REQUIRED ACTION:
In the records that follow, the lines from the one containing "pub fn with_row_height(mut" to the one containing "pub fn with_overscan(mut", inclusive, are to be given again exactly.

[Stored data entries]

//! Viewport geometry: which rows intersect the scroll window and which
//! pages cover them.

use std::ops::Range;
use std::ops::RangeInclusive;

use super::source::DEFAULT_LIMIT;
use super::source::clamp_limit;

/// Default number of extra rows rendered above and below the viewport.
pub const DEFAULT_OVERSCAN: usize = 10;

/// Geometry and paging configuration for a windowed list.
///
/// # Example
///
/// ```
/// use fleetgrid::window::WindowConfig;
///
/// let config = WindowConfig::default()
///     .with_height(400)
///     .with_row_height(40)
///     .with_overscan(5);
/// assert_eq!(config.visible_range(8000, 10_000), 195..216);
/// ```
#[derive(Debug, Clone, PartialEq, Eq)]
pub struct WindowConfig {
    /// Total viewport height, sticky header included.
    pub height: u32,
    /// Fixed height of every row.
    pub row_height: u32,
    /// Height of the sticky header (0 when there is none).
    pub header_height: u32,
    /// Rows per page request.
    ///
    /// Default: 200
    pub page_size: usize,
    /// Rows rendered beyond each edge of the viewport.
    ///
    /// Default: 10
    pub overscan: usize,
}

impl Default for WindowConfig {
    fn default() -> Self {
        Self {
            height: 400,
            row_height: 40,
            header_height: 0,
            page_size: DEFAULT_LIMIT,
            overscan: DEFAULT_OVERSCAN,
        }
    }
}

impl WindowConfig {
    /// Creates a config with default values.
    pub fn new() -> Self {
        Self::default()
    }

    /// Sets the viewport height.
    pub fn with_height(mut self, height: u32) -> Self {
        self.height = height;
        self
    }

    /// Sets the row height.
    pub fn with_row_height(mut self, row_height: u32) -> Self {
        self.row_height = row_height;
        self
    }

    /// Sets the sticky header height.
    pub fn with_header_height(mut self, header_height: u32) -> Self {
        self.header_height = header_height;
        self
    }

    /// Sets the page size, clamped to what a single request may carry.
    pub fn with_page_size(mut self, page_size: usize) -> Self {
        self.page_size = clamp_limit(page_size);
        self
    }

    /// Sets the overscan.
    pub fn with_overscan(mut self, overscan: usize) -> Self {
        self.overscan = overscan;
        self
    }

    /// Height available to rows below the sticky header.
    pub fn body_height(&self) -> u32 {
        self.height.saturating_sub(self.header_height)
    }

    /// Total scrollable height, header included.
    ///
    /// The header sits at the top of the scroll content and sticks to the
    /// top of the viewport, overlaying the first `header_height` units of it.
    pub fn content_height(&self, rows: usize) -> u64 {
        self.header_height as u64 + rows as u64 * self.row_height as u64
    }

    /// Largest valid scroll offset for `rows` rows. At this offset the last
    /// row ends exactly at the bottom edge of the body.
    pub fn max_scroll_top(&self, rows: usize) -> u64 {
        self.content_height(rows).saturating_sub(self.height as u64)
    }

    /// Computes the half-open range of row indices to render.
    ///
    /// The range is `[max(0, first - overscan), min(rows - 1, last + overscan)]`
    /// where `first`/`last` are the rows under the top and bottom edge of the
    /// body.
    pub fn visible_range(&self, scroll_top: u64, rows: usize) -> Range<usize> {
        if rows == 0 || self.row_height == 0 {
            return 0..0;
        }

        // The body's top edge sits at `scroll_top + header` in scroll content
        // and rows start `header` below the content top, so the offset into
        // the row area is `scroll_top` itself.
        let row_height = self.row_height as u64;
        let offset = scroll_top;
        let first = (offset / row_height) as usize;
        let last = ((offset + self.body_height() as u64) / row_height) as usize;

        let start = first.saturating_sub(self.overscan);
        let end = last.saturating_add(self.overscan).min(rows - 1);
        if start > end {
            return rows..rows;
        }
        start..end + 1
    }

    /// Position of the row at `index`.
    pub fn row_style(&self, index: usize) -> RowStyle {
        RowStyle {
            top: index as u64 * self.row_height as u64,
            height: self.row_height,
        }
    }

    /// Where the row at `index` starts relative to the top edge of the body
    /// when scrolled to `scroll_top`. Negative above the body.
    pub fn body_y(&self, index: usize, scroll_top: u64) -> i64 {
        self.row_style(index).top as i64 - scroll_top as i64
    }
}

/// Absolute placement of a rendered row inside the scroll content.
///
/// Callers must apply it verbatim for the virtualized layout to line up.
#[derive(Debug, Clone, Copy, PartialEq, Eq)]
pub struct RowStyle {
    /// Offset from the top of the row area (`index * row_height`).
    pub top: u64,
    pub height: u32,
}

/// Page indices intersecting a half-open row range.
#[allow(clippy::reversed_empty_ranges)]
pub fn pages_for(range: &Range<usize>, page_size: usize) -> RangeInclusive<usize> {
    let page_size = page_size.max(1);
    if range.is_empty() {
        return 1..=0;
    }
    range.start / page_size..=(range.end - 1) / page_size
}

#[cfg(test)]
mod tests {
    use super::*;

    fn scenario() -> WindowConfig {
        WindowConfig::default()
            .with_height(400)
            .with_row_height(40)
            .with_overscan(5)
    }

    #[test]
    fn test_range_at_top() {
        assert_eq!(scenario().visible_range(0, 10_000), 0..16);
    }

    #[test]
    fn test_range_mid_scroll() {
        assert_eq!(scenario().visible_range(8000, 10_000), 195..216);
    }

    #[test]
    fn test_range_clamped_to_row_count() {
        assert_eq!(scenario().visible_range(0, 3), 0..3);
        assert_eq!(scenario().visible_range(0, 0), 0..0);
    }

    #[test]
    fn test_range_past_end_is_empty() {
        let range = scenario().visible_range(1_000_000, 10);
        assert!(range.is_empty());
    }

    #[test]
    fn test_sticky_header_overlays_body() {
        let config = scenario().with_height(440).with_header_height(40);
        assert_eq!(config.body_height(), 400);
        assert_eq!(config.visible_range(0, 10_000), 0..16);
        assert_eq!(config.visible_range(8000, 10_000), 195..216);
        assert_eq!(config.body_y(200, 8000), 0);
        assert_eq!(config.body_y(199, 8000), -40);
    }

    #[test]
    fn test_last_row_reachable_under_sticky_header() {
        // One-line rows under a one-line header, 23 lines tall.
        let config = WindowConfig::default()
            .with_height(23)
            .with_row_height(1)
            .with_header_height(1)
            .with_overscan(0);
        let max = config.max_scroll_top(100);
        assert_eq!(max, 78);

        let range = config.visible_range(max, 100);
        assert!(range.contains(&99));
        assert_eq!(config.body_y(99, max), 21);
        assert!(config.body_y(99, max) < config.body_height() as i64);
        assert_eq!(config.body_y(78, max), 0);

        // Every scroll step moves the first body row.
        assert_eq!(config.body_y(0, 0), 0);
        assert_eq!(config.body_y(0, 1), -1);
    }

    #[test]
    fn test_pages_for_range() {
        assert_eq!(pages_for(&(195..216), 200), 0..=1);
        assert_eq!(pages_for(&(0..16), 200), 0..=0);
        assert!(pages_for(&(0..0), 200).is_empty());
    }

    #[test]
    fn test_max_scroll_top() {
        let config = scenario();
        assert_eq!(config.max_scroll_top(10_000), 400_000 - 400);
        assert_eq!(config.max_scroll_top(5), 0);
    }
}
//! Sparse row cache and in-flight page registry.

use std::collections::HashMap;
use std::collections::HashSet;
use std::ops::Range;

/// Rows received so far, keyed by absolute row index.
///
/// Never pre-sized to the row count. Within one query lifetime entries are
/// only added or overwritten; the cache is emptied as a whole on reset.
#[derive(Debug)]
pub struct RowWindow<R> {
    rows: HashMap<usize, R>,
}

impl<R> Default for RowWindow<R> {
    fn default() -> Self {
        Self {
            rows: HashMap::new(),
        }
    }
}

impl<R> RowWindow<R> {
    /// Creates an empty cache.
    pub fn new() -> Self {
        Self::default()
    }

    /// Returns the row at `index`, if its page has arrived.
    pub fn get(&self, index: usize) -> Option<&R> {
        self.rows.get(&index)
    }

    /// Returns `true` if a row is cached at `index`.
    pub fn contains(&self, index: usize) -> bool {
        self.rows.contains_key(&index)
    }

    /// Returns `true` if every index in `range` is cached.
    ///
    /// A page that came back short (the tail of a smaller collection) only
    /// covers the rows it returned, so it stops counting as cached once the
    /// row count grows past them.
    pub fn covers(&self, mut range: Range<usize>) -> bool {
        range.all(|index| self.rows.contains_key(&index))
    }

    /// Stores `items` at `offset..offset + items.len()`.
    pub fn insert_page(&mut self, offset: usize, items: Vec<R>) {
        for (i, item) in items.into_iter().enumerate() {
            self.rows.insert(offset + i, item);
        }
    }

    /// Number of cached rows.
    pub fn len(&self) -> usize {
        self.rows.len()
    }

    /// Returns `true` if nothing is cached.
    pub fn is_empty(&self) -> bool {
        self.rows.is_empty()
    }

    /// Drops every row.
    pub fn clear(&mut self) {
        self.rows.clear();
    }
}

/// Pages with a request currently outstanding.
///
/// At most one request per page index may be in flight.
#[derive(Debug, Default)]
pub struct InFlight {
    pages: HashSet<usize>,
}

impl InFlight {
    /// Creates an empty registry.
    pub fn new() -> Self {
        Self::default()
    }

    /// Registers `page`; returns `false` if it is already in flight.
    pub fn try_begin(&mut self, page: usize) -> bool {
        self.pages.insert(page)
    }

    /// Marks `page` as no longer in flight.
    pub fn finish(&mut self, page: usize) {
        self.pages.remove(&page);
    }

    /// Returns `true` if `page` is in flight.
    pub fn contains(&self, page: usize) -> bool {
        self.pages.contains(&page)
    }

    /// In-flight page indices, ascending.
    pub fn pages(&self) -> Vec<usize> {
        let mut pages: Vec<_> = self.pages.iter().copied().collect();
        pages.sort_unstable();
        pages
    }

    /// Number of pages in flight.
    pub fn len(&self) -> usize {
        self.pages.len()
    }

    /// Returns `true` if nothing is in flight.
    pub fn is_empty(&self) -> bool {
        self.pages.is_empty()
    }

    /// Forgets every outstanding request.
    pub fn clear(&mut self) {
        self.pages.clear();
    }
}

* * *

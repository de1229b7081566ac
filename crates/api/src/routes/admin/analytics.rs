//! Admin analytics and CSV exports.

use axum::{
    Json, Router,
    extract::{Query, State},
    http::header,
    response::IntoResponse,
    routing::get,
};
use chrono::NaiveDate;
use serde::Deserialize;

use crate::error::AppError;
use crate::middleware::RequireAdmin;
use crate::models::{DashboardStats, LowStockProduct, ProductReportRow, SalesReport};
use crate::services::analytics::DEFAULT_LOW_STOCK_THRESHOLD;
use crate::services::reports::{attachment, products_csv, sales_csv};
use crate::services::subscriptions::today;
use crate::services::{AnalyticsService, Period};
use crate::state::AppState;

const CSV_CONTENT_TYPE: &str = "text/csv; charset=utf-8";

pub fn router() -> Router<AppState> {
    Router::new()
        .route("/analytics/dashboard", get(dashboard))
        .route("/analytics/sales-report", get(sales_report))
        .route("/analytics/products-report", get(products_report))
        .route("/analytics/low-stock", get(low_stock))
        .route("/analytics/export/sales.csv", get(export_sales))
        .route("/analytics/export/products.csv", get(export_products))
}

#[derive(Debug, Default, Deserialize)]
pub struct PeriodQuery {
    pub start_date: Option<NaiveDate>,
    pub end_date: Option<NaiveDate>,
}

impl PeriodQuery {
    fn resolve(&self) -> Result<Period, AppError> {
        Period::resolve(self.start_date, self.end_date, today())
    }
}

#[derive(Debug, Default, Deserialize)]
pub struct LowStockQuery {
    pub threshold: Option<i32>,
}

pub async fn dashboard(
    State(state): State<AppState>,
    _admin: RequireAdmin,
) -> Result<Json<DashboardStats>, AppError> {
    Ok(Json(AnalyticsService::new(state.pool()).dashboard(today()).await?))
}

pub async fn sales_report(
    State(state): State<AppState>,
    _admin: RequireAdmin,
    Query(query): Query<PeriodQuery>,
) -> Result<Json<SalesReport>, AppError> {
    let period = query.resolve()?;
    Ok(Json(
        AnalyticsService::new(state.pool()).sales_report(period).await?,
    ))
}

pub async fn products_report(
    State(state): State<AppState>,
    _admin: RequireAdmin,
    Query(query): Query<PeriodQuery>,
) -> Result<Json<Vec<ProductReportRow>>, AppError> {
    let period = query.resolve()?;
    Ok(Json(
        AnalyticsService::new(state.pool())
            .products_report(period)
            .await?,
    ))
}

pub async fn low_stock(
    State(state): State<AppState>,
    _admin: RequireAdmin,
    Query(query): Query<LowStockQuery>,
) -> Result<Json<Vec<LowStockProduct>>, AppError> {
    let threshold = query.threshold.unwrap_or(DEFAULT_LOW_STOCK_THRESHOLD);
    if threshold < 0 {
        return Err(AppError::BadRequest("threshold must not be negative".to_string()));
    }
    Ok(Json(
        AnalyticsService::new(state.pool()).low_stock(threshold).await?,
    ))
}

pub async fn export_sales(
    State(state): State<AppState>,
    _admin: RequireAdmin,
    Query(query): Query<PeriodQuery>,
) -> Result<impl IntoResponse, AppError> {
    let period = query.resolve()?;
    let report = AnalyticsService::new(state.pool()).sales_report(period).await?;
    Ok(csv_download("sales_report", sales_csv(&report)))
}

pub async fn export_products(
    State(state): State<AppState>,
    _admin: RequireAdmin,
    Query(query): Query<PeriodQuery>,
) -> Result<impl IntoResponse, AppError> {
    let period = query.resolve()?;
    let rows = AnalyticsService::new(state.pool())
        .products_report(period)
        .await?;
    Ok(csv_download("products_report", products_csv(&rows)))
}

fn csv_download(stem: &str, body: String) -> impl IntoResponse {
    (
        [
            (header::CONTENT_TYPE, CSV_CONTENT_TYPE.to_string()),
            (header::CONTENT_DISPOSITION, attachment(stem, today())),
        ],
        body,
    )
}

RESULT OF THE TASK:
    pub fn with_row_height(mut self, row_height: u32) -> Self {
        self.row_height = row_height;
        self
    }

    /// Sets the sticky header height.
    pub fn with_header_height(mut self, header_height: u32) -> Self {
        self.header_height = header_height;
        self
    }

    /// Sets the page size, clamped to what a single request may carry.
    pub fn with_page_size(mut self, page_size: usize) -> Self {
        self.page_size = clamp_limit(page_size);
        self
    }

    /// Sets the overscan.
    pub fn with_overscan(mut self, overscan: usize) -> Self {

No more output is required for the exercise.